— Mi dispiace — disse Carewe, anche se capiva che era troppo poco. Stava tornando dagli uomini delle Nazioniunì, quando la ragazza uscì dalla capanna a una velocità spaventosa. Gli saltò addosso, ci fu uno scintillio metallico nella sua mano, poi la donna si tirò indietro. Carewe fissò la sua faccia trionfante per un lungo momento, prima di abbassare gli occhi a guardare il coltello che gli usciva dal petto.
Quando gli uomini delle Nazioniunì tornarono a prenderlo, lui era in ginocchio nel fango e continuava a scuotere la testa, incredulo.
9
— Era un coltello molto vecchio — commentò Dewery Storch. — È questo che vi ha salvato.
Carewe fissò sobriamente il tettuccio della roulotte in cui lo avevano coricato. — Come sto?
— Sopravviverete.
La lama era sottilissima. A furia di affilarlo, il coltello è diventato una specie di fioretto. Insomma, come arma non valeva un granché.
— Per fortuna. — Siccome non avvertiva dolore, Carewe tentò di mettersi a sedere sul lettino.

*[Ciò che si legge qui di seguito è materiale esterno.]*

// ── Status ─────────────────────────────────────────────────────────

pub(super) async fn server_status(State(state): State<AppState>) -> Response {
    let status = state.server.snapshot();
    let mut body = serde_json::to_value(&status).unwrap_or_default();
    body["success"] = serde_json::Value::Bool(true);
    Json(body).into_response()
}

// ── Notifications ──────────────────────────────────────────────────

#[derive(Deserialize)]
struct MessageBody {
    message: Option<String>,
    speech: Option<bool>,
    duration: Option<u64>,
    sound: Option<bool>,
    emphasis: Option<bool>,
    topmost: Option<bool>,
}

pub(super) async fn send_message(
    State(state): State<AppState>,
    peer: PeerAddr,
    body: Bytes,
) -> Result<Json<serde_json::Value>, ApiError> {
    let req: MessageBody = parse_body(&body)?;
    let message = req
        .message
        .map(|m| m.trim().to_string())
        .filter(|m| !m.is_empty())
        .ok_or_else(|| ApiError::InvalidRequest("message must not be empty".into()))?;
    let duration_secs = req
        .duration
        .unwrap_or_else(|| state.notification.duration.as_secs());
    if !(1..=MAX_DURATION_SECS).contains(&duration_secs) {
        return Err(ApiError::InvalidRequest(format!(
            "duration must be between 1 and {MAX_DURATION_SECS} seconds"
        )));
    }

    let defaults = state.notification.effects;
    let mut effects = defaults;
    effects.sound = req.sound.unwrap_or(defaults.sound);
    effects.emphasis = req.emphasis.unwrap_or(defaults.emphasis);
    effects.topmost = req.topmost.unwrap_or(defaults.topmost);
    let notification = Notification {
        message: message.clone(),
        duration: Duration::from_secs(duration_secs),
        speech: req.speech.unwrap_or(false),
        effects,
    };

    let result = match state.collaborators.notifier() {
        Ok(notifier) => blocking(move || notifier.show_notification(&notification)).await,
        Err(e) => Err(e.into()),
    };

    let now = Local::now();
    let entry = MessageLogEntry::new(now, &message, result.is_ok(), &peer.ip_string());
    if let Err(e) = state.message_log.append(now, &entry).await {
        tracing::warn!(error = %e, "failed to write message log");
    }

    result?;
    tracing::info!(source = %peer.ip_string(), duration_secs, "message delivered");
    Ok(Json(serde_json::json!({ "success": true })))
}

// ── Schedule ───────────────────────────────────────────────────────

#[derive(Serialize)]
#[serde(rename_all = "camelCase")]
struct ClassView {
    start_time: String,
    end_time: String,
    subject: String,
    is_current: bool,
}

impl ClassView {
    fn new(period: &ClassPeriod, now: chrono::NaiveTime) -> Self {
        Self {
            start_time: period.start.format("%H:%M").to_string(),
            end_time: period.end.format("%H:%M").to_string(),
            subject: period.subject.clone(),
            is_current: period.contains(now),
        }
    }
}

pub(super) async fn schedule(
    State(state): State<AppState>,
) -> Result<Json<serde_json::Value>, ApiError> {
    let provider = state.collaborators.schedule()?;
    let (plan, upcoming, now) = blocking(move || {
        Ok((
            provider.current_plan()?,
            provider.upcoming_period()?,
            provider.now(),
        ))
    })
    .await?;

    let classes: Vec<ClassView> = plan.iter().map(|p| ClassView::new(p, now)).collect();
    let upcoming = upcoming.map(|p| ClassView::new(&p, now));
    Ok(Json(serde_json::json!({
        "success": true,
        "classes": classes,
        "upcoming": upcoming,
    })))
}

// ── Windows ────────────────────────────────────────────────────────

pub(super) async fn list_windows(
    State(state): State<AppState>,
) -> Result<Json<serde_json::Value>, ApiError> {
    let screen = state.collaborators.screen()?;
    let windows = blocking(move || screen.list_windows()).await?;
    Ok(Json(serde_json::json!({ "success": true, "data": windows })))
}

#[derive(Serialize)]
#[serde(rename_all = "camelCase")]
struct CloseableWindowView {
    #[serde(flatten)]
    window: WindowInfo,
    is_closeable: bool,
    is_current_process: bool,
    closeable_reason: &'static str,
}

fn closeable_reason(window: &WindowInfo) -> &'static str {
    if window.is_current_process() {
        "belongs to the control server process"
    } else if window.system_critical {
        "system-critical window"
    } else {
        "closeable"
    }
}

pub(super) async fn list_closeable_windows(
    State(state): State<AppState>,
) -> Result<Json<serde_json::Value>, ApiError> {
    let screen = state.collaborators.screen()?;
    let windows = blocking(move || screen.list_windows()).await?;
    let data: Vec<CloseableWindowView> = windows
        .into_iter()
        .map(|w| CloseableWindowView {
            is_closeable: w.is_closeable(),
            is_current_process: w.is_current_process(),
            closeable_reason: closeable_reason(&w),
            window: w,
        })
        .collect();
    Ok(Json(serde_json::json!({ "success": true, "data": data })))
}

— Piano, piano — disse Storch, costringendolo di nuovo a coricarsi. — Avete il polmone destro perforato, e il medico lo ha disattivato.
— Disattivato! Ma allora…
— È solo una misura temporanea. Per permettere al polmone di riprendersi, tutto qui. — Storch girò la testa verso qualcuno al di fuori della visuale di Carewe. — Giusto, dottore?
— Giustissimo — rispose una voce maschile. — Non dovete allarmarvi, signor Carewe. Per un po’ il polmone ha sanguinato, ma ormai abbiamo fermato la perdita e tolto tutto il sangue che era uscito. Adesso bisogna solo lasciar riposare il polmone. — Capisco. — Carewe, al pensiero che uno dei suoi polmoni gli penzolasse inerte nel petto, si sentì male. Si mise a respirare, concentrando l’attenzione sulle funzioni interne del corpo. Per la prima volta in vita sua, si accorse che il processo d’inspirazione non partiva dai polmoni, ma dai muscoli del torace. Il torace si espanse, gonfiando le borse organiche preposte alla respirazione, facendo entrare l’aria dal naso e dalla bocca; solo che, nel suo caso, funzionava solamente un polmone. Quasi aspettandosi di sentirsi soffocare, Carewe si concentrò sul processo della respirazione mentre lo adagiavano su una barella e lo trasportavano su un’ambulanza.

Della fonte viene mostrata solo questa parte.